» TASK BRIEF
From the entries below, extract every line that includes the word "AccessorPath".

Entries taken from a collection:
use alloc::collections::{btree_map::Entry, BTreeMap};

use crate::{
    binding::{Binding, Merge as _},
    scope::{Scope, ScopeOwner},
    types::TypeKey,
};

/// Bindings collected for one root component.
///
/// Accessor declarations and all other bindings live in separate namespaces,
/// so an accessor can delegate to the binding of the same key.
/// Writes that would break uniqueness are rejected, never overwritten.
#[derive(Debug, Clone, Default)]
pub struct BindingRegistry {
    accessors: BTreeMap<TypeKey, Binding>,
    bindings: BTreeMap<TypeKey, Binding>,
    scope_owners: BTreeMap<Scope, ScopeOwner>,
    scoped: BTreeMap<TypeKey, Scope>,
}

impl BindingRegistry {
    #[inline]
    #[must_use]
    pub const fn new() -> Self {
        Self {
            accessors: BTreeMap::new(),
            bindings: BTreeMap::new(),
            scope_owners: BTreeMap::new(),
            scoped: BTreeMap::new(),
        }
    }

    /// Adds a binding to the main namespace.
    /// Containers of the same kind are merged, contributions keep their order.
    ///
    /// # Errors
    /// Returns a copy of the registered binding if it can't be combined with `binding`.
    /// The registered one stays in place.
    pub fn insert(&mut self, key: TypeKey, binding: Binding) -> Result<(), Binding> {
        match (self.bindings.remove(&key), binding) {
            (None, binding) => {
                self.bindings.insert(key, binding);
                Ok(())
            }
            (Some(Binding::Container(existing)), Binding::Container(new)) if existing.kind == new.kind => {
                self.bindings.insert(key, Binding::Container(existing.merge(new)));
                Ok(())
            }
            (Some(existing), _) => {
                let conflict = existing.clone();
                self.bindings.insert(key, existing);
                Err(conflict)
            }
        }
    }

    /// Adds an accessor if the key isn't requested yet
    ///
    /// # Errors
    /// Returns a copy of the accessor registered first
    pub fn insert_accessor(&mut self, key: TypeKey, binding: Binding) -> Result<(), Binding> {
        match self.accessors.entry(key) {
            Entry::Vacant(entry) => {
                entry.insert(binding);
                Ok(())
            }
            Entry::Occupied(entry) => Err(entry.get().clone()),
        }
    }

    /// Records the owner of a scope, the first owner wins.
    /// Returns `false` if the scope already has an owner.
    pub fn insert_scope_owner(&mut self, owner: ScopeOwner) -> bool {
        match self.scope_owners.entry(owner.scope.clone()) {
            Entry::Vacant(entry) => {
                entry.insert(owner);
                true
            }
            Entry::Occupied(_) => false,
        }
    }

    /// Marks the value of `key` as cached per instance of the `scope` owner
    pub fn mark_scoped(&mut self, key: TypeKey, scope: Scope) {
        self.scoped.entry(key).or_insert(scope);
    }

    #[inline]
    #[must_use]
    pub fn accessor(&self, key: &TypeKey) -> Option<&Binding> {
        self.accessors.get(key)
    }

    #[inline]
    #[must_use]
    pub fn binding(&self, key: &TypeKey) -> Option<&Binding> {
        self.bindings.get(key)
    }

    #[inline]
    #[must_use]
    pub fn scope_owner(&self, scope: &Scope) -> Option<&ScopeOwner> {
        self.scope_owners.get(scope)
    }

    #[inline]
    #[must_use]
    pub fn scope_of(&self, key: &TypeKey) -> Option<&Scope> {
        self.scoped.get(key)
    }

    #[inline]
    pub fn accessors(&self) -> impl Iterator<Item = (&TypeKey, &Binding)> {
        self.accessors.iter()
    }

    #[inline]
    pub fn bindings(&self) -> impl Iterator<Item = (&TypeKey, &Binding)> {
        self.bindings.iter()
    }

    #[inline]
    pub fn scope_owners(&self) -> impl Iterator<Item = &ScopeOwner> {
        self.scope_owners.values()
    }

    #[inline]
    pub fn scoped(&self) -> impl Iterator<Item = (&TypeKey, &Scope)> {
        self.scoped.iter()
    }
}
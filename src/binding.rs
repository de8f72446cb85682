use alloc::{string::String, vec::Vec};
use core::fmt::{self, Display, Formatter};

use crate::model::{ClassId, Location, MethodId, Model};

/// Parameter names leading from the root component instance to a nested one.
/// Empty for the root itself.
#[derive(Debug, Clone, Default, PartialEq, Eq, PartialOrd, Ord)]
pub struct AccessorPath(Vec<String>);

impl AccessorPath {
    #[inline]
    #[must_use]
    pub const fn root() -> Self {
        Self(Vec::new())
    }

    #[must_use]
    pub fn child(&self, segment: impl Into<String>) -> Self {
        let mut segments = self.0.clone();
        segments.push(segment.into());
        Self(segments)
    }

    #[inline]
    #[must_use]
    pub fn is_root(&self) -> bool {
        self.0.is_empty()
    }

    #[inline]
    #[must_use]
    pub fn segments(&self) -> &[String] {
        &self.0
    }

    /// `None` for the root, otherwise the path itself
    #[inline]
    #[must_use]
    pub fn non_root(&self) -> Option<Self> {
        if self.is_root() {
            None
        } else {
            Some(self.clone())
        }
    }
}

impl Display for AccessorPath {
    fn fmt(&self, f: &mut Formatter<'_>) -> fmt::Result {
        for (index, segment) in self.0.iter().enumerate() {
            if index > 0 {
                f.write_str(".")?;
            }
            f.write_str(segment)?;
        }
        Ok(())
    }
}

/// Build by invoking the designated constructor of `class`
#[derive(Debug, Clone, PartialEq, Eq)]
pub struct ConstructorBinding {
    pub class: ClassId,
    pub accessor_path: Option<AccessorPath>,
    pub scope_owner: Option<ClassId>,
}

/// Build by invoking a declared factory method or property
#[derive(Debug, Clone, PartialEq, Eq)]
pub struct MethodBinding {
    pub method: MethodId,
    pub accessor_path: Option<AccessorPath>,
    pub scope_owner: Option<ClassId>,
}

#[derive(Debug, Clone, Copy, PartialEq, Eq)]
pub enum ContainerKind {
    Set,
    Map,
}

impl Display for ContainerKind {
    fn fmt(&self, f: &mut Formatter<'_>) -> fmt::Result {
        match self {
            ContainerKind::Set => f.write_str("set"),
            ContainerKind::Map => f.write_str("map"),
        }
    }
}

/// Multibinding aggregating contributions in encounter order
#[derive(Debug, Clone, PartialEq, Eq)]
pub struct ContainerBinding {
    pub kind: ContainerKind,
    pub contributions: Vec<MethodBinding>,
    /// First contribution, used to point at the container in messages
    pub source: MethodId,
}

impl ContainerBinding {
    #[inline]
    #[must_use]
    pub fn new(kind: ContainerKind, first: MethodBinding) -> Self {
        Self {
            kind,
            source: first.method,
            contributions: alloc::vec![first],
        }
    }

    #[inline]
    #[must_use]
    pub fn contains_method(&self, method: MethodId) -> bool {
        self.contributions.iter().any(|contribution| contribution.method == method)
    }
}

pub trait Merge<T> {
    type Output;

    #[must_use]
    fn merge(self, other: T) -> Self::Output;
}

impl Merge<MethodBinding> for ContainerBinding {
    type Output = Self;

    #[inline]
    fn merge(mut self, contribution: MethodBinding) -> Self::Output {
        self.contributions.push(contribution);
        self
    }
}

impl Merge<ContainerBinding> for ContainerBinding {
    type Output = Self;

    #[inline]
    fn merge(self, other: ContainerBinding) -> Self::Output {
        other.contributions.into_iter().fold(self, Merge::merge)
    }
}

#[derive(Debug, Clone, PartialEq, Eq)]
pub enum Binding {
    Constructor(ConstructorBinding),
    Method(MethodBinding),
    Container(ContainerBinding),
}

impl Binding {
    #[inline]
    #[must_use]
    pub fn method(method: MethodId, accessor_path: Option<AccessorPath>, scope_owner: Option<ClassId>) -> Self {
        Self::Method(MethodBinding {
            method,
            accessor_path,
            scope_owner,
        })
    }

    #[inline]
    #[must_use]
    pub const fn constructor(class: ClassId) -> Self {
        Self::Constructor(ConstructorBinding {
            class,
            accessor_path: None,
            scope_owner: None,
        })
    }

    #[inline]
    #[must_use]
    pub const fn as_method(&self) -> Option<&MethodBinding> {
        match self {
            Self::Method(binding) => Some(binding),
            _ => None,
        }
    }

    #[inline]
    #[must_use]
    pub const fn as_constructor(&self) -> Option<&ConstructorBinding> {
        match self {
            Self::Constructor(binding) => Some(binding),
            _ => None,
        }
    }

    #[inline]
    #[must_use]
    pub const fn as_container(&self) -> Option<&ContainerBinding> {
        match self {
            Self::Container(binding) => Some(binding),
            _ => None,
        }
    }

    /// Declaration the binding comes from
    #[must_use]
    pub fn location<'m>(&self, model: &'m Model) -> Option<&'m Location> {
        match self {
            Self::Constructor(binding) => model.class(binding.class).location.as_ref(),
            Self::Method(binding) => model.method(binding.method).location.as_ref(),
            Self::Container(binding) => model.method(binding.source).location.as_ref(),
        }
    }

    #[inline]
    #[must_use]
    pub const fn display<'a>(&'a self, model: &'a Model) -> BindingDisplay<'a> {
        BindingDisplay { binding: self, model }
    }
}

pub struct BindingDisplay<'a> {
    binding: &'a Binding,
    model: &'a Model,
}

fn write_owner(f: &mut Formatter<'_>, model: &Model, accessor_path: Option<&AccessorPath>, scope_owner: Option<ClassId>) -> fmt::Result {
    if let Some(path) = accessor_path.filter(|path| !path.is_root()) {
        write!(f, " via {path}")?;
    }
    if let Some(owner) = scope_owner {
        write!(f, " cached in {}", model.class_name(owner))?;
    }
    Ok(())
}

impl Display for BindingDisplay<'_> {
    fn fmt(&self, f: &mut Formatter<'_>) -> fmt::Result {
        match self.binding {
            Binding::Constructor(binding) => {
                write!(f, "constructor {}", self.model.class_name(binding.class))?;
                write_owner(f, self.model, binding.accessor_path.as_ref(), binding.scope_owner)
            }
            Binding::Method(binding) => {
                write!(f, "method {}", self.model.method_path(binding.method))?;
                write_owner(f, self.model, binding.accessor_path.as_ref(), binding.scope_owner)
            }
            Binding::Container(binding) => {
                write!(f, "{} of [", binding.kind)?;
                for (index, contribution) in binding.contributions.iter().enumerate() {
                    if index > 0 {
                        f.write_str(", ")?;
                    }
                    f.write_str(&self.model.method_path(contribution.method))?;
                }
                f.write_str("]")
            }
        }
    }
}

» REPLY TO THE TASK
pub struct AccessorPath(Vec<String>);
impl AccessorPath {
impl Display for AccessorPath {
    pub accessor_path: Option<AccessorPath>,
    pub accessor_path: Option<AccessorPath>,
    pub fn method(method: MethodId, accessor_path: Option<AccessorPath>, scope_owner: Option<ClassId>) -> Self {
fn write_owner(f: &mut Formatter<'_>, model: &Model, accessor_path: Option<&AccessorPath>, scope_owner: Option<ClassId>) -> fmt::Result {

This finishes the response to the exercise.